In fact, Dublin's population-based case-control study found that pneumonia risk was, if anything, slightly higher (26%) in people using a statin than in those not using any; and this extra risk was even higher (61%) for pneumonia severe enough to require being hospitalized.
Generic statins have been held out as a potential pandemic flu medication due to their anti-inflammatory properties. They are easy to manufacture, relatively cheap, and easier to distribute than scarce vaccines.
Not a cure, of course - but potentially lifesaving – particularly in developing nations where other interventions may not exist.
This study would seem to deflate those hopes a bit, although this is unlikely to be the final word on this debate.
Here is the study from the BMJ.
Published 16 June 2009, doi:10.1136/bmj.b2137
Cite this as: BMJ 2009;338:b2137
Statin use and risk of community acquired pneumonia in older people: population based case-control study
Sascha Dublin, assistant investigator1,2, Michael L Jackson, EIS officer1, Jennifer C Nelson, associate investigator1,3, Noel S Weiss, professor2, Eric B Larson, executive director and senior investigator1,4,5, Lisa A Jackson, senior investigator1,2
Objective To test the hypothesis that hydroxymethyl glutaryl coenzyme A reductase inhibitors (statins) may decrease the risk of community acquired pneumonia.
Design Population based case-control study.
Setting Group Health, a large integrated healthcare delivery system.
Population Immunocompetent, community dwelling Group Health members aged 65 to 94; two matched controls for each case with pneumonia. Information on comorbid illnesses and functional and cognitive status, potential confounders of the association between statin use and risk of pneumonia, came from medical record review and computerised pharmacy data.

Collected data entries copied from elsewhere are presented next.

//! Simulated long positions and the trades they close into.

use chrono::{DateTime, Utc};
use serde::{Deserialize, Serialize};
use std::fmt;

#[derive(Debug, Clone, Copy, PartialEq, Eq, Hash, Serialize, Deserialize)]
#[serde(rename_all = "snake_case")]
pub enum ExitReason {
    StopLoss,
    TakeProfit,
    ExitSignal,
    EndOfWindow,
}

impl ExitReason {
    pub fn as_str(&self) -> &'static str {
        match self {
            ExitReason::StopLoss => "stop_loss",
            ExitReason::TakeProfit => "take_profit",
            ExitReason::ExitSignal => "exit_signal",
            ExitReason::EndOfWindow => "end_of_window",
        }
    }
}

impl fmt::Display for ExitReason {
    fn fmt(&self, f: &mut fmt::Formatter<'_>) -> fmt::Result {
        f.write_str(self.as_str())
    }
}

#[derive(Debug, Clone, PartialEq)]
pub struct Position {
    pub symbol: String,
    pub entry_price: f64,
    pub quantity: f64,
    pub entry_time: DateTime<Utc>,
    pub stop_loss: Option<f64>,
    pub take_profit: Option<f64>,
}

impl Position {
    /// Open a position worth `notional` at `price`, deriving the protective
    /// levels from the optional percentages.
    pub fn open(
        symbol: impl Into<String>,
        price: f64,
        notional: f64,
        time: DateTime<Utc>,
        stop_loss_percent: Option<f64>,
        take_profit_percent: Option<f64>,
    ) -> Self {
        Self {
            symbol: symbol.into(),
            entry_price: price,
            quantity: notional / price,
            entry_time: time,
            stop_loss: stop_loss_percent.map(|pct| stop_loss_price(price, pct)),
            take_profit: take_profit_percent.map(|pct| take_profit_price(price, pct)),
        }
    }

    pub fn notional(&self) -> f64 {
        self.quantity * self.entry_price
    }

    pub fn should_stop_loss(&self, price: f64) -> bool {
        self.stop_loss.is_some_and(|level| price <= level)
    }

    pub fn should_take_profit(&self, price: f64) -> bool {
        self.take_profit.is_some_and(|level| price >= level)
    }

    pub fn close(self, price: f64, time: DateTime<Utc>, reason: ExitReason) -> Trade {
        let profit = self.quantity * (price - self.entry_price);
        let profit_percent = (price - self.entry_price) / self.entry_price * 100.0;
        Trade {
            symbol: self.symbol,
            entry_price: self.entry_price,
            exit_price: price,
            quantity: self.quantity,
            profit,
            profit_percent,
            entry_time: self.entry_time,
            exit_time: time,
            exit_reason: reason,
        }
    }
}

pub fn stop_loss_price(entry: f64, percent: f64) -> f64 {
    entry * (1.0 - percent / 100.0)
}

pub fn take_profit_price(entry: f64, percent: f64) -> f64 {
    entry * (1.0 + percent / 100.0)
}

#[derive(Debug, Clone, PartialEq, Serialize, Deserialize)]
#[serde(rename_all = "camelCase")]
pub struct Trade {
    pub symbol: String,
    pub entry_price: f64,
    pub exit_price: f64,
    pub quantity: f64,
    pub profit: f64,
    pub profit_percent: f64,
    pub entry_time: DateTime<Utc>,
    pub exit_time: DateTime<Utc>,
    pub exit_reason: ExitReason,
}

impl Trade {
    pub fn proceeds(&self) -> f64 {
        self.quantity * self.exit_price
    }

    pub fn is_winner(&self) -> bool {
        self.profit > 0.0
    }
}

Main outcome measure Adjusted estimates of risk of pneumonia in relation to current statin use.
Results 1125 validated cases of pneumonia and 2235 matched controls were identified. Compared with controls, cases were more likely to have chronic lung and heart disease, especially severe disease, and functional or cognitive impairment.
Current statin use was present in 16.1% (181/1125) of cases and 14.6% (327/2235) of controls (adjusted odds ratio 1.26, 95% confidence interval 1.01 to 1.56). Among cases admitted to hospital and matched controls, current statin use was present in 17.2% (68/395) of cases and 14.2% (112/788) of controls (adjusted odds ratio 1.61, 1.08 to 2.39, compared with non-use).
In people in whom statins were indicated for secondary prevention, the adjusted odds ratio for risk of pneumonia in relation to current statin use was 1.25 (0.94 to 1.67); in those with no such indication, it was 0.81 (0.46 to 1.42).
Conclusions Statin use was not associated with decreased risk of pneumonia among immunocompetent, community dwelling older people. Findings of previous studies may reflect "healthy user" bias.